January 28, 2010

Force DBQuery to Read CSV Columns as Text

Filed under: Scripting — Marcus Tettmar @ 1:04 pm

In More on Reading and Writing CSV Files and various other posts I have demonstrated how CSV data can be read via a SQL SELECT statement using DBQuery.

In order to do this we used an ADO connection string in the DBConnect line:

Let>ConStr=Provider=Microsoft.Jet.OLEDB.4.0;Data Source=C:\My Documents;Extended Properties='text;HDR=NO;FMT=Delimited'
DBConnect>ConStr,dbH

“Proper” CSV files use the double quote character to delimit strings. But there are many CSV files that do not contain these delimiters. When string delimiters aren’t used this should normally mean that the field is numeric, but that may not always be the case. So ADO sometimes has to take a guess as to whether a column is a string or a number. By default it does this by looking at the first 8 rows of data. This may not always be enough.

Watch what happens if we try to read in this file, which contains IP addresses:

abc.pluto.server.com,18.140.1.2
zxy.saturn.server.com,18.120.2.1
fyg.pluto.server.com,18.5.6.2

We’ll read it in with:

DBQuery>dbH,SELECT * FROM servers.csv,fields,num_recs,num_fields

Something weird happens. Look in the watch list and you’ll see the IP addresses have become:

18.1401
18.1202
18.562

ADO has decided that the IP addresses are numbers. It didn’t see any quote marks and after analysing the rows decided they are meant to be numbers. Bonus points go to anyone who can tell me why it has transformed the numbers in that way.

As mentioned before, ADO looks at the first 8 rows. If more of those 8 are more obviously strings, or contain string delimiters, it will treat them as strings. Try delimiting just one row of the above three. You’ll still get numbers. Delimit two and the problem is solved. Where the data type is mixed it will choose the type of the majority.

But we can’t go editing the CSV files to correct them.

What we can do is use a Schema.ini file. Using a Schema.ini file we can tell ADO what data types should be used for each column. So for our Servers.csv example above we could make a Schema.ini file as follows:

[Servers.csv]
Col1=ServerName Text
Col2=IPAddress Text

This file should be in the same folder as the CSV file.

Now, when we run our query we get the correct values, because we’ve forced ADO to treat the columns as text. Another advantage of this is that we have given our columns names, which is useful because our file doesn’t have a header column. This means we could set the Fieldnames parameter of our DBQuery line to 1 to return our array using the field names.

For more information on Schema.ini options for text files see:
http://msdn.microsoft.com/en-us/library/ms709353(VS.85).aspx

Most of the time you’ll probably be working with CSV files that you know about, so manually creating a schema.ini file once is no issue. But you could have the macro create it for you using WriteLn and/or EditIniFile.

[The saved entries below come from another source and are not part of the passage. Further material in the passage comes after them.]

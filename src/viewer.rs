use anyhow::{anyhow, Result};
use egui::{ColorImage, Key, TextureHandle, TextureOptions};
use eframe::{App, Frame};
use image::DynamicImage;

use crate::display::Display;

#[derive(Default)]
pub struct WindowDisplay {
    queued: Vec<DynamicImage>,
}

impl WindowDisplay {
    pub fn new() -> Self {
        Self::default()
    }
}

impl Display for WindowDisplay {
    fn show(&mut self, image: &DynamicImage) -> Result<()> {
        self.queued.push(image.clone());
        Ok(())
    }

    fn finish(&mut self) -> Result<()> {
        if self.queued.is_empty() {
            return Ok(());
        }
        let images = std::mem::take(&mut self.queued);
        let (width, height) = images
            .iter()
            .fold((320.0f32, 240.0f32), |(w, h), image| {
                (w.max(image.width() as f32), h.max(image.height() as f32))
            });

        let viewport = egui::ViewportBuilder::default()
            .with_title("fancymages")
            .with_inner_size([width + 32.0, height + 72.0]);
        let options = eframe::NativeOptions {
            viewport,
            ..Default::default()
        };

        eframe::run_native(
            "fancymages",
            options,
            Box::new(move |_cc| Box::new(ViewerApp::new(images))),
        )
        .map_err(|err| anyhow!("viewer failed: {err}"))
    }
}

struct ViewerApp {
    images: Vec<DynamicImage>,
    textures: Vec<Option<TextureHandle>>,
    index: usize,
}

impl ViewerApp {
    fn new(images: Vec<DynamicImage>) -> Self {
        let textures = images.iter().map(|_| None).collect();
        Self {
            images,
            textures,
            index: 0,
        }
    }

    fn texture(&mut self, ctx: &egui::Context) -> Option<&TextureHandle> {
        let index = self.index;
        let image = self.images.get(index)?;
        let slot = self.textures.get_mut(index)?;
        if slot.is_none() {
            let rgba = image.to_rgba8();
            let size = [rgba.width() as usize, rgba.height() as usize];
            let color = ColorImage::from_rgba_unmultiplied(size, rgba.as_raw());
            *slot = Some(ctx.load_texture(format!("snapshot-{index}"), color, TextureOptions::LINEAR));
        }
        slot.as_ref()
    }
}

impl App for ViewerApp {
    fn update(&mut self, ctx: &egui::Context, _frame: &mut Frame) {
        let count = self.images.len();
        let (next, previous) = ctx.input(|input| {
            (
                input.key_pressed(Key::ArrowRight),
                input.key_pressed(Key::ArrowLeft),
            )
        });
        if next && self.index + 1 < count {
            self.index += 1;
        }
        if previous && self.index > 0 {
            self.index -= 1;
        }

        egui::TopBottomPanel::top("viewer_nav").show(ctx, |ui| {
            ui.horizontal(|ui| {
                if ui
                    .add_enabled(self.index > 0, egui::Button::new("◀"))
                    .clicked()
                {
                    self.index -= 1;
                }
                ui.label(format!("{} / {}", self.index + 1, count));
                if ui
                    .add_enabled(self.index + 1 < count, egui::Button::new("▶"))
                    .clicked()
                {
                    self.index += 1;
                }
            });
        });

        egui::CentralPanel::default().show(ctx, |ui| {
            let Some(texture) = self.texture(ctx) else {
                return;
            };
            let sized = egui::load::SizedTexture::new(texture.id(), texture.size_vec2());
            egui::ScrollArea::both().show(ui, |ui| {
                ui.image(sized);
            });
        });
    }
}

What if your macro needs to read in a CSV file and you don’t already know how many fields there are, but you want to force everything to text? Well, how about doing this:

//Create schema.ini file
DBQuery>dbH,select * from servers.csv,fields,num_recs,num_fields,0
WriteLn>%SCRIPT_DIR%\schema.ini,res,[servers.csv]
Let>k=0
Repeat>k
  Let>k=k+1
  EditIniFile>%SCRIPT_DIR%\schema.ini,servers.csv,Col%k%,Col%k% Text
Until>k=num_fields

//now requery using schema.ini file
DBQuery>dbH,select * from servers.csv,fields,num_recs,num_fields,1
...

So this code uses a DBQuery to get the column count, and creates a schema.ini with each column called Coln where n is the column number and setting it to Text.


Side note: There’s another option called MaxScanRows which is supposed to help by telling ADO how many rows to scan, so that instead of looking at only 8 rows you can tell it to look at more, or less. According to the docs setting it to zero will cause it to scan all rows. Given that in our IP address experiment it took the IP addresses as numbers and we only had 3 which is less than the default 8 rows, I would have expected that setting MaxScanRows to 0 would make no difference. In fact it causes the IP addresses to come back as Text. So it seems to solve our initial problem., but I’m not sure why. Googling MaxScanRows reveals a number of forum and news group posts where others have had problems and there seems to be some confusion over exactly what it does. If we use MaxScanRows without ColNameHeader it also causes ADO to see the first line as a header line. And then setting ColNameHeader to false, while ensuring the first line is not seen as a header, brings back the original problem, where the IP addresses are converted to numbers. All seems a bit strange. Hence my preference for explicitly setting the data type of each column.

January 27, 2010

Why Does My Script “Hang” and Never Continue?

Filed under: Automation — Marcus Tettmar @ 9:47 am

This is a variation of a question we get regularly. Usually it turns out that the script is waiting on a WaitWindowOpen line because of a typo in the window title.

WaitWindowOpen, given a window title, will cause the script to wait until a window with that title exists.

If you misspell the window title WaitWindowOpen will wait forever, because a matching window will never appear.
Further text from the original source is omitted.